== What is required ==
A complete, word-for-word restatement of the entries is needed.

──────── Data to examine ────────

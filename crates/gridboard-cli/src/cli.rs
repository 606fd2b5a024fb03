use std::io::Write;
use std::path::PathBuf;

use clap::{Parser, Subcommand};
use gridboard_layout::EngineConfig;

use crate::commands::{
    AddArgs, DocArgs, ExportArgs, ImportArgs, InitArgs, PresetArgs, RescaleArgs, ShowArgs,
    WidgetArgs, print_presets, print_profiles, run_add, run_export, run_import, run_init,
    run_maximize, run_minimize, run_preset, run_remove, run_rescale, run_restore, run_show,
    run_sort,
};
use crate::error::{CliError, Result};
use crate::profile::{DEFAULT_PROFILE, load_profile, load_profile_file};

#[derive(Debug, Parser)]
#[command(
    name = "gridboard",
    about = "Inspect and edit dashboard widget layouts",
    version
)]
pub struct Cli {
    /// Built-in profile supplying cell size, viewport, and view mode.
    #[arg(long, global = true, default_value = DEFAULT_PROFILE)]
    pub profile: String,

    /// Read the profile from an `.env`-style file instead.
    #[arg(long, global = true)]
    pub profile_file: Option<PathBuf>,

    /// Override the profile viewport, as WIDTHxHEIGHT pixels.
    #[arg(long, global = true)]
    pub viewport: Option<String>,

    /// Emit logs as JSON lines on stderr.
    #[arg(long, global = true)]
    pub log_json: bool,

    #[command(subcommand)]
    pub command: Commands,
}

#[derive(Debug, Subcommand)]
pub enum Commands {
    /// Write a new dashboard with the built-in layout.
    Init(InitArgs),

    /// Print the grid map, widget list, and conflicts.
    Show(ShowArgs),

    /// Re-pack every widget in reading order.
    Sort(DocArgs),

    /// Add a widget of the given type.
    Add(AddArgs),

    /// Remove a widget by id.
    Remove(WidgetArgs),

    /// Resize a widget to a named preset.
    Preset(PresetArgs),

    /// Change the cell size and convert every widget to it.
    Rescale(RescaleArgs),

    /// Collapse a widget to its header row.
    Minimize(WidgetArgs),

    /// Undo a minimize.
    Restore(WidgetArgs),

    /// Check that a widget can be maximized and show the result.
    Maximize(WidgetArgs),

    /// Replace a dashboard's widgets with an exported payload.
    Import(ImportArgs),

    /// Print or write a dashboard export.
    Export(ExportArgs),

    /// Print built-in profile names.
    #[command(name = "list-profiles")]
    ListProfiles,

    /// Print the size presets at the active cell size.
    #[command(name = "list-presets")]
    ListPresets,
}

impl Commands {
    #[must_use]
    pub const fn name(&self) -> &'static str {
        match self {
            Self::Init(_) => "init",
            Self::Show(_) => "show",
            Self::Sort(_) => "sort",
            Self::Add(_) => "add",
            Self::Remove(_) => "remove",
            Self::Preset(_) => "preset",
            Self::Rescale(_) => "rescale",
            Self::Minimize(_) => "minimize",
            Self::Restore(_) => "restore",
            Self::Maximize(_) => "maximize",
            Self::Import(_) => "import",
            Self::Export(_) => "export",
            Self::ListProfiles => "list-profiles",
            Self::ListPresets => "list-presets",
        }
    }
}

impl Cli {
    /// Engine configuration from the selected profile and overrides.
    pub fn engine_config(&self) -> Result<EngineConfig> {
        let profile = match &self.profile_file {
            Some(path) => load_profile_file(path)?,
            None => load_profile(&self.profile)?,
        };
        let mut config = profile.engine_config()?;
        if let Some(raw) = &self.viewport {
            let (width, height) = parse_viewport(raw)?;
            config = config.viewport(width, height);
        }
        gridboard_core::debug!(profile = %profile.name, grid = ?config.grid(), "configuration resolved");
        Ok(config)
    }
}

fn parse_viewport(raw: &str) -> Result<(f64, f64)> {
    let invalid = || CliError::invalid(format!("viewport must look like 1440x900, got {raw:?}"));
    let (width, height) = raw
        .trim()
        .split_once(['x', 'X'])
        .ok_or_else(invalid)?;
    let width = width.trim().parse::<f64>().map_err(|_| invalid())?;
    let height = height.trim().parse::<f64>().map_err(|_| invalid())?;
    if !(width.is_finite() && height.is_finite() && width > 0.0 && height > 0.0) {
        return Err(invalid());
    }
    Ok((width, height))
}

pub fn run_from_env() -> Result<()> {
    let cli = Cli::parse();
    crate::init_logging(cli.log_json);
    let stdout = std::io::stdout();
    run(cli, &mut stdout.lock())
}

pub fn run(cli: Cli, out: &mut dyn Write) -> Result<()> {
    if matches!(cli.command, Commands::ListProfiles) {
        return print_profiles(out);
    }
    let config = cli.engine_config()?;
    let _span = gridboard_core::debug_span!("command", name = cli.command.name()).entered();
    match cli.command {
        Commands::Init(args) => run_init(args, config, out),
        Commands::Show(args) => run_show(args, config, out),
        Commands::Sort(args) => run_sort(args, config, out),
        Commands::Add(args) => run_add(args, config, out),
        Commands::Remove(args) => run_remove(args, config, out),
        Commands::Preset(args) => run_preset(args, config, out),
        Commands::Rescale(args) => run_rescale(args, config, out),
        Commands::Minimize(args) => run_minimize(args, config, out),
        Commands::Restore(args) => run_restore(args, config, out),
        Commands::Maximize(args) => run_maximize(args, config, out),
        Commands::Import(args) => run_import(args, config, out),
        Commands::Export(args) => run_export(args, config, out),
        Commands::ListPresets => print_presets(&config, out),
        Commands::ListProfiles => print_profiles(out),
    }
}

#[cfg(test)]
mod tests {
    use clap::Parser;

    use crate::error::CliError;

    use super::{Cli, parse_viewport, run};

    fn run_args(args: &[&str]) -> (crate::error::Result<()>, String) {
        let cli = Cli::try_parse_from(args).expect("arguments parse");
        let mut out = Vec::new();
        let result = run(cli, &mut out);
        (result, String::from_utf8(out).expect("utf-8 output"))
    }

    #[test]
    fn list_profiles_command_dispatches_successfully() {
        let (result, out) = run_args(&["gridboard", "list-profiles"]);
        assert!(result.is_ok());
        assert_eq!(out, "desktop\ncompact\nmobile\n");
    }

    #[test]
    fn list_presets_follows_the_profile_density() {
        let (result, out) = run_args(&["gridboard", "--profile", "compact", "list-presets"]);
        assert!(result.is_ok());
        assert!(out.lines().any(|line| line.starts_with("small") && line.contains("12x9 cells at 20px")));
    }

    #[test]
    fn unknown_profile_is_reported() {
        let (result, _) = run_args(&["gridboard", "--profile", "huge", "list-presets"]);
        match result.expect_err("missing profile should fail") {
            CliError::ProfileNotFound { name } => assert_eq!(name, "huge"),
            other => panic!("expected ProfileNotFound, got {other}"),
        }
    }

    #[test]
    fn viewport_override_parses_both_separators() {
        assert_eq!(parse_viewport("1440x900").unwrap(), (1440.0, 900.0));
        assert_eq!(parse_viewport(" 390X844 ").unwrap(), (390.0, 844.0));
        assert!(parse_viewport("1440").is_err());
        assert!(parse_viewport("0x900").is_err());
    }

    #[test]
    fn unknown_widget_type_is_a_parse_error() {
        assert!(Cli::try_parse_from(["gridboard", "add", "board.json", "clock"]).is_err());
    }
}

────────

== Task result ==
filename crates/gridboard-cli/src/cli.rs
repository 606fd2b5a024fb03
use std::io::Write;
use std::path::PathBuf;

use clap::{Parser, Subcommand};
use gridboard_layout::EngineConfig;

use crate::commands::{
    AddArgs, DocArgs, ExportArgs, ImportArgs, InitArgs, PresetArgs, RescaleArgs, ShowArgs,
    WidgetArgs, print_presets, print_profiles, run_add, run_export, run_import, run_init,
    run_maximize, run_minimize, run_preset, run_remove, run_rescale, run_restore, run_show,
    run_sort,
};
use crate::error::{CliError, Result};
use crate::profile::{DEFAULT_PROFILE, load_profile, load_profile_file};

#[derive(Debug, Parser)]
#[command(
    name = "gridboard",
    about = "Inspect and edit dashboard widget layouts",
    version
)]
pub struct Cli {
    /// Built-in profile supplying cell size, viewport, and view mode.
    #[arg(long, global = true, default_value = DEFAULT_PROFILE)]
    pub profile: String,

    /// Read the profile from an `.env`-style file instead.
    #[arg(long, global = true)]
    pub profile_file: Option<PathBuf>,

    /// Override the profile viewport, as WIDTHxHEIGHT pixels.
    #[arg(long, global = true)]
    pub viewport: Option<String>,

    /// Emit logs as JSON lines on stderr.
    #[arg(long, global = true)]
    pub log_json: bool,

    #[command(subcommand)]
    pub command: Commands,
}

#[derive(Debug, Subcommand)]
pub enum Commands {
    /// Write a new dashboard with the built-in layout.
    Init(InitArgs),

    /// Print the grid map, widget list, and conflicts.
    Show(ShowArgs),

    /// Re-pack every widget in reading order.
    Sort(DocArgs),

    /// Add a widget of the given type.
    Add(AddArgs),

    /// Remove a widget by id.
    Remove(WidgetArgs),

    /// Resize a widget to a named preset.
    Preset(PresetArgs),

    /// Change the cell size and convert every widget to it.
    Rescale(RescaleArgs),

    /// Collapse a widget to its header row.
    Minimize(WidgetArgs),

    /// Undo a minimize.
    Restore(WidgetArgs),

    /// Check that a widget can be maximized and show the result.
    Maximize(WidgetArgs),

    /// Replace a dashboard's widgets with an exported payload.
    Import(ImportArgs),

    /// Print or write a dashboard export.
    Export(ExportArgs),

    /// Print built-in profile names.
    #[command(name = "list-profiles")]
    ListProfiles,

    /// Print the size presets at the active cell size.
    #[command(name = "list-presets")]
    ListPresets,
}

impl Commands {
    #[must_use]
    pub const fn name(&self) -> &'static str {
        match self {
            Self::Init(_) => "init",
            Self::Show(_) => "show",
            Self::Sort(_) => "sort",
            Self::Add(_) => "add",
            Self::Remove(_) => "remove",
            Self::Preset(_) => "preset",
            Self::Rescale(_) => "rescale",
            Self::Minimize(_) => "minimize",
            Self::Restore(_) => "restore",
            Self::Maximize(_) => "maximize",
            Self::Import(_) => "import",
            Self::Export(_) => "export",
            Self::ListProfiles => "list-profiles",
            Self::ListPresets => "list-presets",
        }
    }
}

impl Cli {
    /// Engine configuration from the selected profile and overrides.
    pub fn engine_config(&self) -> Result<EngineConfig> {
        let profile = match &self.profile_file {
            Some(path) => load_profile_file(path)?,
            None => load_profile(&self.profile)?,
        };
        let mut config = profile.engine_config()?;
        if let Some(raw) = &self.viewport {
            let (width, height) = parse_viewport(raw)?;
            config = config.viewport(width, height);
        }
        gridboard_core::debug!(profile = %profile.name, grid = ?config.grid(), "configuration resolved");
        Ok(config)
    }
}

fn parse_viewport(raw: &str) -> Result<(f64, f64)> {
    let invalid = || CliError::invalid(format!("viewport must look like 1440x900, got {raw:?}"));
    let (width, height) = raw
        .trim()
        .split_once(['x', 'X'])
        .ok_or_else(invalid)?;
    let width = width.trim().parse::<f64>().map_err(|_| invalid())?;
    let height = height.trim().parse::<f64>().map_err(|_| invalid())?;
    if !(width.is_finite() && height.is_finite() && width > 0.0 && height > 0.0) {
        return Err(invalid());
    }
    Ok((width, height))
}

pub fn run_from_env() -> Result<()> {
    let cli = Cli::parse();
    crate::init_logging(cli.log_json);
    let stdout = std::io::stdout();
    run(cli, &mut stdout.lock())
}

pub fn run(cli: Cli, out: &mut dyn Write) -> Result<()> {
    if matches!(cli.command, Commands::ListProfiles) {
        return print_profiles(out);
    }
    let config = cli.engine_config()?;
    let _span = gridboard_core::debug_span!("command", name = cli.command.name()).entered();
    match cli.command {
        Commands::Init(args) => run_init(args, config, out),
        Commands::Show(args) => run_show(args, config, out),
        Commands::Sort(args) => run_sort(args, config, out),
        Commands::Add(args) => run_add(args, config, out),
        Commands::Remove(args) => run_remove(args, config, out),
        Commands::Preset(args) => run_preset(args, config, out),
        Commands::Rescale(args) => run_rescale(args, config, out),
        Commands::Minimize(args) => run_minimize(args, config, out),
        Commands::Restore(args) => run_restore(args, config, out),
        Commands::Maximize(args) => run_maximize(args, config, out),
        Commands::Import(args) => run_import(args, config, out),
        Commands::Export(args) => run_export(args, config, out),
        Commands::ListPresets => print_presets(&config, out),
        Commands::ListProfiles => print_profiles(out),
    }
}

#[cfg(test)]
mod tests {
    use clap::Parser;

    use crate::error::CliError;

    use super::{Cli, parse_viewport, run};

    fn run_args(args: &[&str]) -> (crate::error::Result<()>, String) {
        let cli = Cli::try_parse_from(args).expect("arguments parse");
        let mut out = Vec::new();
        let result = run(cli, &mut out);
        (result, String::from_utf8(out).expect("utf-8 output"))
    }

    #[test]
    fn list_profiles_command_dispatches_successfully() {
        let (result, out) = run_args(&["gridboard", "list-profiles"]);
        assert!(result.is_ok());
        assert_eq!(out, "desktop\ncompact\nmobile\n");
    }

    #[test]
    fn list_presets_follows_the_profile_density() {
        let (result, out) = run_args(&["gridboard", "--profile", "compact", "list-presets"]);
        assert!(result.is_ok());
        assert!(out.lines().any(|line| line.starts_with("small") && line.contains("12x9 cells at 20px")));
    }

    #[test]
    fn unknown_profile_is_reported() {
        let (result, _) = run_args(&["gridboard", "--profile", "huge", "list-presets"]);
        match result.expect_err("missing profile should fail") {
            CliError::ProfileNotFound { name } => assert_eq!(name, "huge"),
            other => panic!("expected ProfileNotFound, got {other}"),
        }
    }

    #[test]
    fn viewport_override_parses_both_separators() {
        assert_eq!(parse_viewport("1440x900").unwrap(), (1440.0, 900.0));
        assert_eq!(parse_viewport(" 390X844 ").unwrap(), (390.0, 844.0));
        assert!(parse_viewport("1440").is_err());
        assert!(parse_viewport("0x900").is_err());
    }

    #[test]
    fn unknown_widget_type_is_a_parse_error() {
        assert!(Cli::try_parse_from(["gridboard", "add", "board.json", "clock"]).is_err());
    }
}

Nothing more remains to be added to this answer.